Goal of the exercise: Through the end of the data below, output every line exactly, beginning with the line that contains "#[cfg(unix)]".

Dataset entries
========================================================================

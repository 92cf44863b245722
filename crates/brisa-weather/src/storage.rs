//! SQLite-backed local storage shared by the cache, history and preferences.
//!
//! One `kv` table holds every persisted namespace as JSON blobs: the weather
//! cache, recent cities, favorites, the last-search singleton and preferences.
//! All writes are whole-value overwrites; the connection mutex is the only
//! synchronization (the runtime is single-threaded at the request level).

use anyhow::Result;
use chrono::Utc;
use parking_lot::Mutex;
use rusqlite::{params, Connection, OptionalExtension};
use serde::{de::DeserializeOwned, Serialize};
use std::path::Path;
use std::time::Duration;

use crate::types::{LastSearch, Location, SavedCity, Theme};

/// Persisted namespaces. Key construction within a namespace is the
/// caller's responsibility.
pub mod ns {
    pub const WEATHER_CACHE: &str = "weather-cache";
    pub const OFFLINE: &str = "offline-records";
    pub const RECENT: &str = "recent-cities";
    pub const FAVORITES: &str = "favorite-cities";
    pub const LAST_SEARCH: &str = "last-search";
    pub const PREFS: &str = "prefs";
}

const RECENT_KEY: &str = "list";
const FAVORITES_KEY: &str = "set";
const LAST_SEARCH_KEY: &str = "current";
const THEME_KEY: &str = "theme";
const VISITED_KEY: &str = "has_visited";

/// Process-wide persistent storage. Outlives any single request.
pub struct Storage {
    conn: Mutex<Connection>,
}

impl Storage {
    /// Open (or create) the storage database at the given path.
    pub fn open<P: AsRef<Path>>(path: P) -> Result<Self> {
        if let Some(parent) = path.as_ref().parent() {
            if !parent.as_os_str().is_empty() {
                std::fs::create_dir_all(parent)?;
            }
        }
        let conn = Connection::open(path)?;
        let storage = Self {
            conn: Mutex::new(conn),
        };
        storage.init_schema()?;
        Ok(storage)
    }

    /// Create an in-memory storage (for tests and ephemeral sessions).
    pub fn in_memory() -> Result<Self> {
        let conn = Connection::open_in_memory()?;
        let storage = Self {
            conn: Mutex::new(conn),
        };
        storage.init_schema()?;
        Ok(storage)
    }

    fn init_schema(&self) -> Result<()> {
        self.conn.lock().execute_batch(
            r#"
            CREATE TABLE IF NOT EXISTS kv (
                namespace TEXT NOT NULL,
                key TEXT NOT NULL,
                value TEXT NOT NULL,
                stored_at_ms INTEGER NOT NULL,
                PRIMARY KEY (namespace, key)
            );

            CREATE INDEX IF NOT EXISTS idx_kv_namespace ON kv(namespace);
            "#,
        )?;
        Ok(())
    }

    pub(crate) fn now_ms() -> i64 {
        Utc::now().timestamp_millis()
    }

    // ---- low-level kv ----

    /// Store a value, stamping the current time. Overwrites any existing entry.
    pub(crate) fn kv_put<T: Serialize>(&self, namespace: &str, key: &str, value: &T) -> Result<()> {
        let json = serde_json::to_string(value)?;
        self.conn.lock().execute(
            "INSERT OR REPLACE INTO kv (namespace, key, value, stored_at_ms) VALUES (?1, ?2, ?3, ?4)",
            params![namespace, key, json, Self::now_ms()],
        )?;
        Ok(())
    }

    /// Fetch a value and its storage timestamp without interpreting TTLs.
    pub(crate) fn kv_get_raw(&self, namespace: &str, key: &str) -> Result<Option<(String, i64)>> {
        let row = self
            .conn
            .lock()
            .query_row(
                "SELECT value, stored_at_ms FROM kv WHERE namespace = ?1 AND key = ?2",
                params![namespace, key],
                |row| Ok((row.get::<_, String>(0)?, row.get::<_, i64>(1)?)),
            )
            .optional()?;
        Ok(row)
    }

    /// Fetch and deserialize a value, ignoring its age.
    pub(crate) fn kv_get<T: DeserializeOwned>(&self, namespace: &str, key: &str) -> Result<Option<T>> {
        match self.kv_get_raw(namespace, key)? {
            Some((json, _)) => Ok(Some(serde_json::from_str(&json)?)),
            None => Ok(None),
        }
    }

    pub(crate) fn kv_delete(&self, namespace: &str, key: &str) -> Result<()> {
        self.conn.lock().execute(
            "DELETE FROM kv WHERE namespace = ?1 AND key = ?2",
            params![namespace, key],
        )?;
        Ok(())
    }

    pub(crate) fn kv_clear(&self, namespace: &str) -> Result<()> {
        self.conn
            .lock()
            .execute("DELETE FROM kv WHERE namespace = ?1", params![namespace])?;
        Ok(())
    }

    /// Stored bytes within one namespace. Diagnostic only.
    pub(crate) fn namespace_size_bytes(&self, namespace: &str) -> Result<u64> {
        let total: i64 = self.conn.lock().query_row(
            "SELECT COALESCE(SUM(LENGTH(key) + LENGTH(value)), 0) FROM kv WHERE namespace = ?1",
            params![namespace],
            |row| row.get(0),
        )?;
        Ok(total.max(0) as u64)
    }

    /// Rewrite an entry's storage timestamp (test support for TTL expiry).
    #[cfg(test)]
    pub(crate) fn backdate(&self, namespace: &str, key: &str, stored_at_ms: i64) -> Result<()> {
        self.conn.lock().execute(
            "UPDATE kv SET stored_at_ms = ?3 WHERE namespace = ?1 AND key = ?2",
            params![namespace, key, stored_at_ms],
        )?;
        Ok(())
    }

    /// Rewrite every entry's storage timestamp (test support for TTL expiry).
    #[cfg(test)]
    pub(crate) fn backdate_all(&self, stored_at_ms: i64) -> Result<()> {
        self.conn
            .lock()
            .execute("UPDATE kv SET stored_at_ms = ?1", params![stored_at_ms])?;
        Ok(())
    }

    /// Total stored bytes across all namespaces. Diagnostic only.
    pub fn size_bytes(&self) -> Result<u64> {
        let total: i64 = self.conn.lock().query_row(
            "SELECT COALESCE(SUM(LENGTH(namespace) + LENGTH(key) + LENGTH(value)), 0) FROM kv",
            [],
            |row| row.get(0),
        )?;
        Ok(total.max(0) as u64)
    }

    /// Remove every persisted namespace.
    pub fn clear_all(&self) -> Result<()> {
        self.conn.lock().execute("DELETE FROM kv", [])?;
        Ok(())
    }

    // ---- recent cities ----

    /// Add a city to the recent list: deduped by (name, country), moved to
    /// the front, capped at `cap` entries (oldest evicted).
    pub fn add_recent(&self, location: &Location, cap: usize) -> Result<()> {
        self.add_recent_at(location, cap, Self::now_ms())
    }

    fn add_recent_at(&self, location: &Location, cap: usize, saved_at_ms: i64) -> Result<()> {
        let entry = SavedCity::from_location(location, saved_at_ms);
        let mut list = self.recent_cities()?;
        list.retain(|existing| !existing.same_city(&entry));
        list.insert(0, entry);
        list.truncate(cap);
        self.kv_put(ns::RECENT, RECENT_KEY, &list)
    }

    /// Most-recent-first list of recently searched cities.
    pub fn recent_cities(&self) -> Result<Vec<SavedCity>> {
        Ok(self
            .kv_get::<Vec<SavedCity>>(ns::RECENT, RECENT_KEY)?
            .unwrap_or_default())
    }

    pub fn clear_recent(&self) -> Result<()> {
        self.kv_clear(ns::RECENT)
    }

    // ---- favorites ----

    /// Add a city to the favorites set. Returns false if it was already there.
    pub fn add_favorite(&self, location: &Location) -> Result<bool> {
        let entry = SavedCity::from_location(location, Self::now_ms());
        let mut set = self.favorites()?;
        if set.iter().any(|existing| existing.same_city(&entry)) {
            return Ok(false);
        }
        set.push(entry);
        self.kv_put(ns::FAVORITES, FAVORITES_KEY, &set)?;
        Ok(true)
    }

    /// Remove a city from the favorites set. Returns false if it wasn't there.
    pub fn remove_favorite(&self, name: &str, country: &str) -> Result<bool> {
        let mut set = self.favorites()?;
        let before = set.len();
        set.retain(|c| {
            !(c.name.eq_ignore_ascii_case(name) && c.country.eq_ignore_ascii_case(country))
        });
        let removed = set.len() != before;
        if removed {
            self.kv_put(ns::FAVORITES, FAVORITES_KEY, &set)?;
        }
        Ok(removed)
    }

    pub fn is_favorite(&self, name: &str, country: &str) -> Result<bool> {
        Ok(self.favorites()?.iter().any(|c| {
            c.name.eq_ignore_ascii_case(name) && c.country.eq_ignore_ascii_case(country)
        }))
    }

    pub fn favorites(&self) -> Result<Vec<SavedCity>> {
        Ok(self
            .kv_get::<Vec<SavedCity>>(ns::FAVORITES, FAVORITES_KEY)?
            .unwrap_or_default())
    }

    // ---- last search ----

    pub fn set_last_search(&self, city_name: &str) -> Result<()> {
        let entry = LastSearch {
            city_name: city_name.to_string(),
            saved_at_ms: Self::now_ms(),
        };
        self.kv_put(ns::LAST_SEARCH, LAST_SEARCH_KEY, &entry)
    }

    /// The last successful search, or None if absent or older than `expiry`.
    /// Expired entries are removed as a side effect.
    pub fn last_search(&self, expiry: Duration) -> Result<Option<LastSearch>> {
        let Some(entry) = self.kv_get::<LastSearch>(ns::LAST_SEARCH, LAST_SEARCH_KEY)? else {
            return Ok(None);
        };
        let age_ms = Self::now_ms().saturating_sub(entry.saved_at_ms);
        if age_ms >= expiry.as_millis() as i64 {
            self.clear_last_search()?;
            return Ok(None);
        }
        Ok(Some(entry))
    }

    pub fn clear_last_search(&self) -> Result<()> {
        self.kv_clear(ns::LAST_SEARCH)
    }

    // ---- preferences ----

    pub fn theme(&self) -> Result<Theme> {
        Ok(self
            .kv_get::<Theme>(ns::PREFS, THEME_KEY)?
            .unwrap_or_default())
    }

    pub fn set_theme(&self, theme: Theme) -> Result<()> {
        self.kv_put(ns::PREFS, THEME_KEY, &theme)
    }

    /// Whether this profile has opened the app before.
    pub fn has_visited(&self) -> Result<bool> {
        Ok(self
            .kv_get::<bool>(ns::PREFS, VISITED_KEY)?
            .unwrap_or(false))
    }

    pub fn mark_visited(&self) -> Result<()> {
        self.kv_put(ns::PREFS, VISITED_KEY, &true)
    }
}
//! Runs blocking work and external commands under an explicit deadline.

use tokio::process::Command;

use std::process::Stdio;
use std::time::Duration;

#[derive(Debug, thiserror::Error)]
pub enum DeadlineError {
    #[error("did not complete within {0:?}")]
    Elapsed(Duration),
    #[error("blocking task failed: {0}")]
    Join(#[from] tokio::task::JoinError),
}

#[derive(Debug, thiserror::Error)]
pub enum CommandError {
    #[error("failed to spawn `{command}`: {source}")]
    Spawn {
        command: String,
        source: std::io::Error,
    },
    #[error("`{command}` exited with {status}: {stderr}")]
    Status {
        command: String,
        status: std::process::ExitStatus,
        stderr: String,
    },
    #[error("`{command}` produced no output")]
    Empty { command: String },
    #[error("`{command}` did not complete within {timeout:?}")]
    Timeout { command: String, timeout: Duration },
}

/// Runs `f` on the blocking pool. On timeout the result is abandoned, the
/// thread finishes on its own.
pub async fn blocking<T, F>(timeout: Duration, f: F) -> Result<T, DeadlineError>
where
    F: FnOnce() -> T + Send + 'static,
    T: Send + 'static,
{
    match tokio::time::timeout(timeout, tokio::task::spawn_blocking(f)).await {
        Ok(result) => Ok(result?),
        Err(_) => Err(DeadlineError::Elapsed(timeout)),
    }
}

/// Runs a command and returns its stdout. A non-zero exit, empty output or
/// exceeding the deadline are all errors. The child is killed when the
/// deadline passes.
pub async fn command(program: &str, args: &[&str], timeout: Duration) -> Result<String, CommandError> {
    let display = std::iter::once(program)
        .chain(args.iter().copied())
        .collect::<Vec<_>>()
        .join(" ");

    let child = Command::new(program)
        .args(args)
        .stdin(Stdio::null())
        .stdout(Stdio::piped())
        .stderr(Stdio::piped())
        .kill_on_drop(true)
        .output();

    let output = match tokio::time::timeout(timeout, child).await {
        Ok(Ok(output)) => output,
        Ok(Err(source)) => {
            return Err(CommandError::Spawn {
                command: display,
                source,
            })
        }
        Err(_) => {
            return Err(CommandError::Timeout {
                command: display,
                timeout,
            })
        }
    };

    if !output.status.success() {
        return Err(CommandError::Status {
            command: display,
            status: output.status,
            stderr: String::from_utf8_lossy(&output.stderr).trim().to_string(),
        });
    }

    let stdout = String::from_utf8_lossy(&output.stdout).into_owned();

    if stdout.trim().is_empty() {
        return Err(CommandError::Empty { command: display });
    }

    Ok(stdout)
}
use crate::agent::jobs::JobTable;
use crate::config::Config;
use crate::store::{MetricDesc, MetricStore};

use async_trait::async_trait;
use linkme::distributed_slice;
use ringlog::debug;

use std::sync::Arc;
use std::time::Instant;

mod accelerator;
mod io;

#[distributed_slice]
pub static SAMPLERS: [fn(config: Arc<Config>) -> SamplerResult] = [..];

/// A sampler publishes one group of metrics per collection pass. All
/// samplers in a pass see the same job table.
#[async_trait]
pub trait Sampler: Send + Sync {
    fn name(&self) -> &'static str;

    /// Metrics this sampler writes. Registered with the store before the
    /// first pass.
    fn metrics(&self) -> &'static [&'static MetricDesc];

    async fn refresh(&self, jobs: &JobTable, store: &MetricStore) -> anyhow::Result<()>;

    async fn refresh_with_logging(&self, jobs: &JobTable, store: &MetricStore) -> anyhow::Result<()> {
        let start = Instant::now();

        let result = self.refresh(jobs, store).await;

        let duration = start.elapsed().as_micros();

        debug!("{} sampling latency: {duration} us", self.name());

        result
    }
}

pub type SamplerResult = anyhow::Result<Option<Box<dyn Sampler>>>;
//! Atomic writes of `.prom` files for the node_exporter textfile collector.
//!
//! The collector may read the file at any moment, so the text is written to
//! a temporary file in the same directory and renamed over the target.

use tempfile::NamedTempFile;

use std::io::{self, Write};
use std::path::Path;

/// Replaces `path` with `text` in a single rename.
pub fn write(path: &Path, text: &str) -> io::Result<()> {
    let dir = match path.parent() {
        Some(dir) if !dir.as_os_str().is_empty() => dir,
        _ => Path::new("."),
    };

    let mut file = NamedTempFile::new_in(dir)?;
    file.write_all(text.as_bytes())?;
    file.as_file().sync_all()?;

    // the temporary file is created 0600, the collector runs as another user
    #[cfg(unix)]
    {
        use std::os::unix::fs::PermissionsExt;
        file.as_file()
            .set_permissions(std::fs::Permissions::from_mode(0o644))?;
    }

    file.persist(path).map_err(|e| e.error)?;

    Ok(())
}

========================================================================

Response to this exercise:
    #[cfg(unix)]
    {
        use std::os::unix::fs::PermissionsExt;
        file.as_file()
            .set_permissions(std::fs::Permissions::from_mode(0o644))?;
    }

    file.persist(path).map_err(|e| e.error)?;

    Ok(())
}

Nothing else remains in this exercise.